*** INFORMATION PROVIDED Section Begins ***

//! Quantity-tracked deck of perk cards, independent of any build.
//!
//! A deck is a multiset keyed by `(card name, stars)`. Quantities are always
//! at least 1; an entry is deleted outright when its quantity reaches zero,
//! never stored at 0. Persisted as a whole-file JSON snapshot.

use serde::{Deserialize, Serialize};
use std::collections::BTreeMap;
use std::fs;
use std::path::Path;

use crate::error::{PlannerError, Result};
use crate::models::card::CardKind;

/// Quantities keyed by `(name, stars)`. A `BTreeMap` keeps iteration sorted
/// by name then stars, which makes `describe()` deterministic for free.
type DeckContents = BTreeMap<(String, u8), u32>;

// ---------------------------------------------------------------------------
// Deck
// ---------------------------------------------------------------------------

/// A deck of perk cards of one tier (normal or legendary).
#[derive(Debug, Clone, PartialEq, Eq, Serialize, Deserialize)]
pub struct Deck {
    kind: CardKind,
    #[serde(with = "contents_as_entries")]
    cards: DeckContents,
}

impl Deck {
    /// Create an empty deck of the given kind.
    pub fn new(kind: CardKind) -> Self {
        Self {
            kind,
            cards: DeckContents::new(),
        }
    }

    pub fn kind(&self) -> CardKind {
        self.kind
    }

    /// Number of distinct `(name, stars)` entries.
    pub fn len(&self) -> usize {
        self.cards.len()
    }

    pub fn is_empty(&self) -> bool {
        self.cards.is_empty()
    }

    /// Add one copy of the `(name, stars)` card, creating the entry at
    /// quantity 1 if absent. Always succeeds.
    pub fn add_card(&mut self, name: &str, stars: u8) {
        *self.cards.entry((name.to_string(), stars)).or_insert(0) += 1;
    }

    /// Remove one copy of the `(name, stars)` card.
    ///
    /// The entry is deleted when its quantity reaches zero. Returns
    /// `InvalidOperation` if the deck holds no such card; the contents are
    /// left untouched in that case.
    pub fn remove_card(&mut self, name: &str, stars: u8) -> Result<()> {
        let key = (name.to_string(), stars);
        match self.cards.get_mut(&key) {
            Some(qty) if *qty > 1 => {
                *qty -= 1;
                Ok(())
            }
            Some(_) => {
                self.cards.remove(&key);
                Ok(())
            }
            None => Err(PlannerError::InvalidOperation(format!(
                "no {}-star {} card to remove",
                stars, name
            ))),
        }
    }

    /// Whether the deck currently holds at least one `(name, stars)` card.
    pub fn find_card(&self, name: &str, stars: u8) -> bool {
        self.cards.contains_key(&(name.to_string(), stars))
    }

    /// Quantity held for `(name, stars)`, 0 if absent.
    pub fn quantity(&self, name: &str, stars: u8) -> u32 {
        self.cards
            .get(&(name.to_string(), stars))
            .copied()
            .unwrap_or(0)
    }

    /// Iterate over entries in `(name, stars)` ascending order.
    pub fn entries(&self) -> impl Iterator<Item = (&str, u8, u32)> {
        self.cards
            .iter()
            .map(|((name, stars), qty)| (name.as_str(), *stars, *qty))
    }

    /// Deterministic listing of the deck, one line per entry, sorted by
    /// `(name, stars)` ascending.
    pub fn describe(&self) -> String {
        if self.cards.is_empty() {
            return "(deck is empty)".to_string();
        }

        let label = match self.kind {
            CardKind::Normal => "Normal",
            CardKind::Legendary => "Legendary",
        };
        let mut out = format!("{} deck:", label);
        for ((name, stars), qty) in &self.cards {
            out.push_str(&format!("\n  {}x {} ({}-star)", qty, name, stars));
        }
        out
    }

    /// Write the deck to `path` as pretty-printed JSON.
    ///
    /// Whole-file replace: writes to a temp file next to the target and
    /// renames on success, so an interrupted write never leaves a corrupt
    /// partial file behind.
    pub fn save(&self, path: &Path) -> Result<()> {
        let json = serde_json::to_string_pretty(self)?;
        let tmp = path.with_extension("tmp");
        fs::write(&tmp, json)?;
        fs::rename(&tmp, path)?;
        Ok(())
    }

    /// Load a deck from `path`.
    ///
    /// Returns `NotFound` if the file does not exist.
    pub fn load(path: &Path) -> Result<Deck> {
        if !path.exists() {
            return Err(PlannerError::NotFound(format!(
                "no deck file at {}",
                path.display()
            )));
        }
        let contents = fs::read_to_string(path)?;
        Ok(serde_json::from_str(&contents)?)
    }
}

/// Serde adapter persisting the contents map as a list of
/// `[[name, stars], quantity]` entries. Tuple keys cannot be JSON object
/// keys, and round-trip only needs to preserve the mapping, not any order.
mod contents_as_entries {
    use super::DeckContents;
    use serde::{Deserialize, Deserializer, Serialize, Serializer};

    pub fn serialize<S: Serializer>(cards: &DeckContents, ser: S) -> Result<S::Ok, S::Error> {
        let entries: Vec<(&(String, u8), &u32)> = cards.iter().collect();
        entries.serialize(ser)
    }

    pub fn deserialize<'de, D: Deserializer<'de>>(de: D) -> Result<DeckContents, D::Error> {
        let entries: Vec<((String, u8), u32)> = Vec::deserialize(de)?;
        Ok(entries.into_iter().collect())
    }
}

*** INFORMATION PROVIDED Section Ends ***

• _WORK REQUIRED_:
Make a list of all lines in the data that contain "keys".

• _THE COMPLETED TASK_:
/// `[[name, stars], quantity]` entries. Tuple keys cannot be JSON object
/// keys, and round-trip only needs to preserve the mapping, not any order.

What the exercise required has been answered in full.